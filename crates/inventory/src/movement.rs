//! Inventory movements: what the form collects and what gets inserted.

use core::fmt;
use core::str::FromStr;

use serde::{Deserialize, Serialize};

use oilstock_core::{DomainError, DomainResult, ProductId, UserId, WarehouseId};

use crate::product::ProductKey;

/// Kind of ledger entry (`inventory_movements.movement`).
#[derive(Debug, Copy, Clone, PartialEq, Eq, Hash, Default, Serialize, Deserialize)]
#[serde(rename_all = "snake_case")]
pub enum MovementKind {
    #[default]
    In,
    Out,
    Adjustment,
}

impl MovementKind {
    pub const ALL: [MovementKind; 3] = [MovementKind::In, MovementKind::Out, MovementKind::Adjustment];

    pub fn code(&self) -> &'static str {
        match self {
            MovementKind::In => "in",
            MovementKind::Out => "out",
            MovementKind::Adjustment => "adjustment",
        }
    }

    pub fn label(&self) -> &'static str {
        match self {
            MovementKind::In => "Ingresso",
            MovementKind::Out => "Uscita",
            MovementKind::Adjustment => "Rettifica",
        }
    }

    /// +1 for stock-increasing kinds, -1 for outbound.
    ///
    /// Adjustments are recorded as positive quantities.
    pub fn sign(&self) -> i64 {
        match self {
            MovementKind::Out => -1,
            MovementKind::In | MovementKind::Adjustment => 1,
        }
    }
}

impl fmt::Display for MovementKind {
    fn fmt(&self, f: &mut fmt::Formatter<'_>) -> fmt::Result {
        f.write_str(self.code())
    }
}

impl FromStr for MovementKind {
    type Err = DomainError;

    fn from_str(s: &str) -> Result<Self, Self::Err> {
        match s.trim() {
            "in" => Ok(MovementKind::In),
            "out" => Ok(MovementKind::Out),
            "adjustment" => Ok(MovementKind::Adjustment),
            other => Err(DomainError::unknown_code("movement kind", other)),
        }
    }
}

/// Parse the "units" form field. An empty field counts as one unit;
/// fractions are rejected rather than truncated.
pub fn parse_units(raw: &str) -> DomainResult<i64> {
    let raw = raw.trim();
    if raw.is_empty() {
        return Ok(1);
    }
    let units: i64 = raw
        .parse()
        .map_err(|_| DomainError::validation(format!("units must be a whole number, got '{raw}'")))?;
    if units < 1 {
        return Err(DomainError::validation("units must be at least 1"));
    }
    Ok(units)
}

/// Movement as entered in the form, before the product id is resolved.
#[derive(Debug, Clone, PartialEq, Eq)]
pub struct MovementDraft {
    pub warehouse_id: Option<WarehouseId>,
    pub product: ProductKey,
    pub kind: MovementKind,
    pub units: i64,
    pub note: String,
}

impl MovementDraft {
    /// Signed millilitres this draft moves: `sign * units * ml_per_unit`.
    pub fn quantity_ml(&self) -> DomainResult<i64> {
        if self.units < 1 {
            return Err(DomainError::validation("units must be at least 1"));
        }
        self.units
            .checked_mul(self.product.size.ml_per_unit())
            .map(|ml| ml * self.kind.sign())
            .ok_or_else(|| DomainError::validation("quantity is too large"))
    }

    /// Turn the draft into an insertable row once the product is known.
    ///
    /// Fails when no warehouse was selected; a blank note becomes `None`.
    pub fn into_new_movement(self, product_id: ProductId, user_id: UserId) -> DomainResult<NewMovement> {
        let quantity_ml = self.quantity_ml()?;
        let warehouse_id = self
            .warehouse_id
            .ok_or_else(|| DomainError::validation("warehouse is required"))?;
        let note = self.note.trim();

        Ok(NewMovement {
            warehouse_id,
            product_id,
            movement: self.kind,
            quantity_ml,
            note: (!note.is_empty()).then(|| note.to_string()),
            user_id,
        })
    }
}

/// Row inserted into `inventory_movements`.
#[derive(Debug, Clone, PartialEq, Eq, Serialize, Deserialize)]
pub struct NewMovement {
    pub warehouse_id: WarehouseId,
    pub product_id: ProductId,
    pub movement: MovementKind,
    pub quantity_ml: i64,
    pub note: Option<String>,
    pub user_id: UserId,
}
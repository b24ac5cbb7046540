//! Sessions issued by the hosted auth API.

use chrono::{DateTime, Duration, Utc};
use serde::{Deserialize, Serialize};

use oilstock_core::UserId;

macro_rules! secret_string {
    ($t:ident) => {
        /// Opaque bearer credential. `Debug` never prints the value.
        #[derive(Clone, PartialEq, Eq, Serialize, Deserialize)]
        #[serde(transparent)]
        pub struct $t(String);

        impl $t {
            pub fn new(value: impl Into<String>) -> Self {
                Self(value.into())
            }

            pub fn expose(&self) -> &str {
                &self.0
            }
        }

        impl core::fmt::Debug for $t {
            fn fmt(&self, f: &mut core::fmt::Formatter<'_>) -> core::fmt::Result {
                f.write_str(concat!(stringify!($t), "(***)"))
            }
        }
    };
}

secret_string!(AccessToken);
secret_string!(RefreshToken);

/// The authenticated user as reported by the auth API.
#[derive(Debug, Clone, PartialEq, Eq, Serialize, Deserialize)]
pub struct AuthUser {
    pub id: UserId,
    #[serde(default)]
    pub email: Option<String>,
}

/// An access/refresh token pair plus the user it belongs to.
#[derive(Debug, Clone, PartialEq, Eq)]
pub struct Session {
    pub access_token: AccessToken,
    pub refresh_token: RefreshToken,
    pub expires_at: DateTime<Utc>,
    pub user: AuthUser,
}

impl Session {
    /// Build a session from the auth API's `expires_in` (seconds from now).
    pub fn issued(
        access_token: AccessToken,
        refresh_token: RefreshToken,
        expires_in_secs: i64,
        user: AuthUser,
        now: DateTime<Utc>,
    ) -> Self {
        Self {
            access_token,
            refresh_token,
            expires_at: now + Duration::seconds(expires_in_secs.max(0)),
            user,
        }
    }

    /// Seconds until expiry, floored at zero (cookie max-age).
    pub fn remaining_secs(&self, now: DateTime<Utc>) -> i64 {
        (self.expires_at - now).num_seconds().max(0)
    }
}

*Work order*
In the material above, find every line that has the string "least" and pull those lines out.

*Response*
        return Err(DomainError::validation("units must be at least 1"));
            return Err(DomainError::validation("units must be at least 1"));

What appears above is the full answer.